#### WHAT YOU WILL DO
Take each line of the material that includes "DateTime" and copy it.

#### TASK MATERIAL
//! Terminal presentation — status lines, warnings, and the fatal error line.
//!
//! # Design goals
//!
//! - **One voice.** Every line the tool prints goes through these helpers, so the prefix and
//!   color conventions stay consistent across subcommands.
//! - **Status to stdout, trouble to stderr.** Informational and key/value lines go to stdout
//!   (they are the command's output); warnings and the fatal error line go to stderr so they
//!   survive redirection of the useful output.
//! - **A single fatal path.** Nothing here terminates the process. Fatal conditions travel up
//!   as `anyhow::Error` values and `main` prints them via [`print_error`] before exiting.
//!
//! Engine queries that capture output run behind an indeterminate spinner via
//! [`with_spinner`] so the terminal shows activity while the engine walks its
//! repository.

use std::time::Duration;

use console::style;
use indicatif::{HumanBytes, ProgressBar, ProgressStyle};

// ─── Status lines ─────────────────────────────────────────────────────────────

/// Print a top-level status line: `:: <msg>`.
pub fn info(msg: &str) {
    println!("{} {msg}", style("::").cyan().bold());
}

/// Print a nested status line, indented under the current [`info`] line.
pub fn detail(msg: &str) {
    println!("   {} {msg}", style("►").dim());
}

/// Print a nested success line with a green `Success!` marker.
pub fn success(msg: &str) {
    println!("   {} {msg}", style("Success!").green().bold());
}

/// Print a `key: value` line with a highlighted key.
///
/// Indentation is the caller's business — pass `"  repo"` to nest under a
/// previous entry, the way `list` renders profile fields.
pub fn key_val(key: &str, value: &str) {
    println!("{} {value}", style(format!("{key}:")).cyan().bold());
}

/// Print a non-fatal warning line to stderr.
pub fn warn(msg: &str) {
    eprintln!("{} {msg}", style("Warning:").yellow().bold());
}

/// Print a fatal error line to stderr.
///
/// The alternate format includes the context chain (`opening config: No such
/// file…`) but never a backtrace — the message is all the operator gets.
pub fn print_error(err: &anyhow::Error) {
    eprintln!("{} {err:#}", style("Error:").red().bold());
}

// ─── Spinner ──────────────────────────────────────────────────────────────────

/// Braille spinner frames.
static SPINNER: &str = "⠋⠙⠹⠸⠼⠴⠦⠧⠇⠏";

/// Run `f` behind an indeterminate spinner labelled `label`.
///
/// The spinner ticks on its own thread and is cleared once `f` returns, so
/// nothing of it remains in the scrollback. The three-space indent lines it
/// up under the surrounding [`detail`] output. Must not wrap anything that
/// writes to the terminal itself — the dump pipeline's meter owns stderr
/// while it runs, so the pipeline never goes through here.
pub fn with_spinner<T>(label: &str, f: impl FnOnce() -> T) -> T {
    let bar_style = ProgressStyle::with_template("   {spinner:.cyan} {msg}")
        .unwrap()
        .tick_chars(SPINNER);
    let spinner = ProgressBar::new_spinner().with_style(bar_style);
    spinner.set_message(style(label).dim().to_string());
    spinner.enable_steady_tick(Duration::from_millis(80));

    let result = f();
    spinner.finish_and_clear();
    result
}

// ─── Formatting ───────────────────────────────────────────────────────────────

/// Format a byte count for human eyes, e.g. `1.2 GiB`.
pub fn human_bytes(bytes: u64) -> String {
    HumanBytes(bytes).to_string()
}

// ─── Tests ────────────────────────────────────────────────────────────────────
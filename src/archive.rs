//! Dump-archive naming, pipeline stage builders, and the disk preflight.
//!
//! A dump archive is one snapshot's full tree, streamed out of the engine as
//! a tar stream, compressed, then encrypted:
//!
//! ```text
//! restic dump <id> /  →  pv -pterbs <size>  →  zstd -c -T8  →  openssl enc … -e  →  file
//! ```
//!
//! `decrypt` reverses the cipher and compressor only. The stage builders
//! here are pure — they produce [`Stage`] values for
//! [`crate::process::run_pipeline`] and never execute anything themselves.
//!
//! # Archive format
//!
//! The cipher parameters (AES-256-CBC, PBKDF2 with 100000 iterations over
//! SHA-512, password from a file) and the filename shape
//! `{repo}_{YYYYMMDDHHMMSS}_{short-id}.tar.zst.aes` are a durable contract:
//! archives written by older versions must stay decryptable, so neither may
//! change without a migration story.

use std::path::Path;

use anyhow::Result;
use chrono::{DateTime, FixedOffset};

use crate::{
    config::{Config, Profile},
    process::Stage,
    restic,
};

// ─── External programs ────────────────────────────────────────────────────────

const PV: &str = "pv";
const ZSTD: &str = "zstd";
const OPENSSL: &str = "openssl";

/// Cipher invocation shared by encrypt and decrypt, minus password and
/// direction.
const CIPHER_ARGS: [&str; 7] = [
    "enc",
    "-aes-256-cbc",
    "-md",
    "sha512",
    "-pbkdf2",
    "-iter",
    "100000",
];

// ─── Filename ─────────────────────────────────────────────────────────────────

/// Derived archive filename for one (repository, snapshot) pair:
/// `{repo-basename}_{YYYYMMDDHHMMSS}_{short-id}.tar.zst.aes`.
///
/// Deterministic, so dumping an already-dumped snapshot collides with the
/// existing file and is refused instead of silently duplicated.
pub fn filename(repo: &str, time: &DateTime<FixedOffset>, short_id: &str) -> String {
    let base = Path::new(repo)
        .file_name()
        .map(|n| n.to_string_lossy().into_owned())
        .unwrap_or_else(|| repo.to_string());
    format!(
        "{base}_{}_{short_id}.tar.zst.aes",
        time.format("%Y%m%d%H%M%S")
    )
}

// ─── Dump stages ──────────────────────────────────────────────────────────────

/// Extraction stage: `restic <base> dump <id> /`, the snapshot's full tree
/// as a tar stream on stdout.
pub fn extract_stage(cfg: &Config, profile: &Profile, snapshot_id: &str) -> Stage {
    let mut args = restic::base_args(cfg, profile);
    args.extend(["dump".into(), snapshot_id.to_string(), "/".into()]);
    Stage::new(restic::PROGRAM, args).with_env(restic::env(profile))
}

/// Progress meter: `pv -pterbs <size>`, a pass-through that draws progress
/// against the expected byte count on stderr.
pub fn meter_stage(expected_size: u64) -> Stage {
    Stage::new(PV, vec!["-pterbs".into(), expected_size.to_string()])
}

/// Meter that reads `source` itself instead of stdin; used for the
/// staging-to-destination copy where the exact size is known.
pub fn copy_stage(actual_size: u64, source: &Path) -> Stage {
    Stage::new(PV, vec![
        "-pterbs".into(),
        actual_size.to_string(),
        source.display().to_string(),
    ])
}

/// Compressor: `zstd -c -T8`.
pub fn compress_stage() -> Stage {
    Stage::new(ZSTD, vec!["-c".into(), "-T8".into()])
}

/// Decompressor: `zstd -dc -T8`.
pub fn decompress_stage() -> Stage {
    Stage::new(ZSTD, vec!["-dc".into(), "-T8".into()])
}

/// Encryption stage for `dump`.
pub fn encrypt_stage(password_file: &Path) -> Stage {
    cipher_stage(password_file, "-e")
}

/// Decryption stage for `decrypt`.
pub fn decrypt_stage(password_file: &Path) -> Stage {
    cipher_stage(password_file, "-d")
}

fn cipher_stage(password_file: &Path, direction: &str) -> Stage {
    let mut args: Vec<String> = CIPHER_ARGS.iter().map(|s| s.to_string()).collect();
    args.push("-pass".into());
    // openssl reads the key material itself; the password never enters this
    // process.
    args.push(format!("file:{}", password_file.display()));
    args.push(direction.into());
    Stage::new(OPENSSL, args)
}

// ─── Disk preflight ───────────────────────────────────────────────────────────

/// Free bytes on the filesystem holding `path`.
///
/// Best-effort guard for the dump preflight; other processes can still eat
/// the space between the check and the write.
#[cfg(unix)]
pub fn free_space(path: &Path) -> Result<u64> {
    use std::os::unix::ffi::OsStrExt;

    use anyhow::Context;

    let cpath = std::ffi::CString::new(path.as_os_str().as_bytes())
        .with_context(|| format!("path {} contains a NUL byte", path.display()))?;

    // statvfs fills the zeroed struct on success.
    let mut stats: libc::statvfs = unsafe { std::mem::zeroed() };
    let rc = unsafe { libc::statvfs(cpath.as_ptr(), &mut stats) };
    if rc != 0 {
        return Err(std::io::Error::last_os_error())
            .with_context(|| format!("statvfs {}", path.display()));
    }

    Ok(stats.f_bavail as u64 * stats.f_frsize as u64)
}

/// The pipeline utilities are Unix-only, and so is the preflight.
#[cfg(not(unix))]
pub fn free_space(_path: &Path) -> Result<u64> {
    anyhow::bail!("dump archives are only supported on Unix systems")
}

// ─── Tests ────────────────────────────────────────────────────────────────────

#### EXPECTED ANSWER
use chrono::{DateTime, FixedOffset};
pub fn filename(repo: &str, time: &DateTime<FixedOffset>, short_id: &str) -> String {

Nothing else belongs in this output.